Darüber hinaus konnte der Mikrobiologe im Zuge der Untersuchungen feststellen, dass Archaea in den Mondmilchproben nicht nur in einer außergewöhnlich hohen Anzahl vorkamen, sondern auch in einer überraschend konstanten Artenzusammensetzung. „Die Spezieszusammensetzung der Bacteria beispielsweise variierte von Probe zu Probe deutlich, die Zusammensetzung der Archaea allerdings blieb immer annähernd gleich. Das lässt den Schluss zu, dass diese Archaea im Vergleich zu den anderen Organismen sehr wahrscheinlich eine besondere Rolle einnehmen“, erklärt Reitschuler, der für seine Forschungsarbeit zu den Archaea in der Hundalm-Höhle im Jänner 2014 eine Förderung des Tiroler Wissenschaftsfonds (TWF) erhielt. „Nachdem bekannt ist, dass Archaea in den Proben aus der Hundalm-Höhle vorkommen, möchte ich in einem weiteren Schritt ihre Funktion klären", erzählt Reitschuler.
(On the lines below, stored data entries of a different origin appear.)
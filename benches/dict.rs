use std::collections::BTreeMap;

use criterion::{black_box, criterion_group, criterion_main, BenchmarkId, Criterion};
use rand::distributions::{Distribution, Standard};
use rand::{Rng, SeedableRng};
use ton_cells::cell::*;
use ton_cells::dict::*;

fn random_entries<K, V>(num_elements: usize) -> Vec<(K, V)>
where
    Standard: Distribution<K> + Distribution<V>,
{
    let mut rng = rand_xorshift::XorShiftRng::from_seed([0u8; 16]);
    (0..num_elements)
        .map(|_| (rng.gen::<K>(), rng.gen::<V>()))
        .collect()
}

fn build_dict_impl<K, V>(id: BenchmarkId, num_elements: usize, c: &mut Criterion)
where
    Standard: Distribution<K> + Distribution<V>,
    K: Store + DictKey,
    V: Store,
{
    let values = random_entries::<K, V>(num_elements);

    c.bench_with_input(id, &values, |b, values| {
        b.iter(|| {
            let mut result = Dict::<K, V>::new();
            for (key, value) in values {
                result.set(key, value).unwrap();
            }
            black_box(result);
        });
    });
}

fn build_sorted_dict_impl<K, V>(id: BenchmarkId, num_elements: usize, c: &mut Criterion)
where
    Standard: Distribution<K> + Distribution<V>,
    K: Store + DictKey + Ord,
    V: Store,
{
    let values = random_entries::<K, V>(num_elements)
        .into_iter()
        .collect::<BTreeMap<K, V>>();

    c.bench_with_input(id, &values, |b, values| {
        b.iter(|| {
            let result = Dict::<K, V>::try_from_btree(values).unwrap();
            black_box(result);
        });
    });
}

fn get_dict_impl<K, V>(id: BenchmarkId, num_elements: usize, c: &mut Criterion)
where
    Standard: Distribution<K> + Distribution<V>,
    K: Store + DictKey + Ord,
    for<'a> V: Store + Load<'a>,
{
    let values = random_entries::<K, V>(num_elements)
        .into_iter()
        .collect::<BTreeMap<K, V>>();
    let dict = Dict::<K, V>::try_from_btree(&values).unwrap();

    c.bench_with_input(id, &values, |b, values| {
        b.iter(|| {
            for key in values.keys() {
                black_box(dict.get(key).unwrap());
            }
        });
    });
}

fn dict_group(c: &mut Criterion) {
    macro_rules! decl_dict_benches {
        ($({ $n:literal, $k:ty, $v:ident }),*$(,)?) => {
            $({
                let params = format!(
                    "size={}; key={}; value={}",
                    $n, stringify!($k), stringify!($v)
                );
                build_dict_impl::<$k, $v>(BenchmarkId::new("build_dict", &params), $n, c);
                build_sorted_dict_impl::<$k, $v>(
                    BenchmarkId::new("build_dict_sorted", &params),
                    $n,
                    c,
                );
                get_dict_impl::<$k, $v>(BenchmarkId::new("get_dict", &params), $n, c);
            });*
        };
    }

    decl_dict_benches![
        { 10, u8, u64 },
        { 256, u8, u64 },

        { 10, u16, u64 },
        { 1000, u16, u64 },

        { 10, u32, u64 },
        { 1000, u32, u64 },
        { 100000, u32, u64 },

        { 10, u64, u64 },
        { 1000, u64, u64 },
        { 100000, u64, u64 },
    ];
}

criterion_group!(dict, dict_group);
criterion_main!(dict);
Dazu soll Mondmilch nun im Labor „nachgezüchtet“ werden: Christoph Reitschuler möchte den bisher kaum gewagten Versuch anstellen, das Habitat mittels künstlicher Medien zu simulieren. „Bisher wurden nur die natürlichen Proben aus der Höhle untersucht, hier stößt man aber bald an Grenzen, da wir natürlich nicht regelmäßig Proben vor Ort entnehmen können“, sagt der Mikrobiologe. „Um ausreichend Material für weitere Untersuchungen zu haben, werden die für uns interessanten Organismen vermehrt angereichert". Erfolg ist bei dieser Herangehensweise nicht garantiert, die Forschung rund um die Kultivierung von Archaea steht noch am Anfang und erfordert viel Geduld. „Die Mühe lohnt sich, denn wir erhoffen durch unsere Ergebnisse das bisher eher lückenhafte Wissen über die Archaea zu erweitern und im Zuge dessen auch klären zu können, wie Mondmilch entstehen kann“, sagt der Forscher abschließend. Das Projekt „Moonmilk and Non-extremophilic Archaea“ ist auf zwei Jahre angelegt und wird Teil der Dissertation von Christoph Reitschuler sein.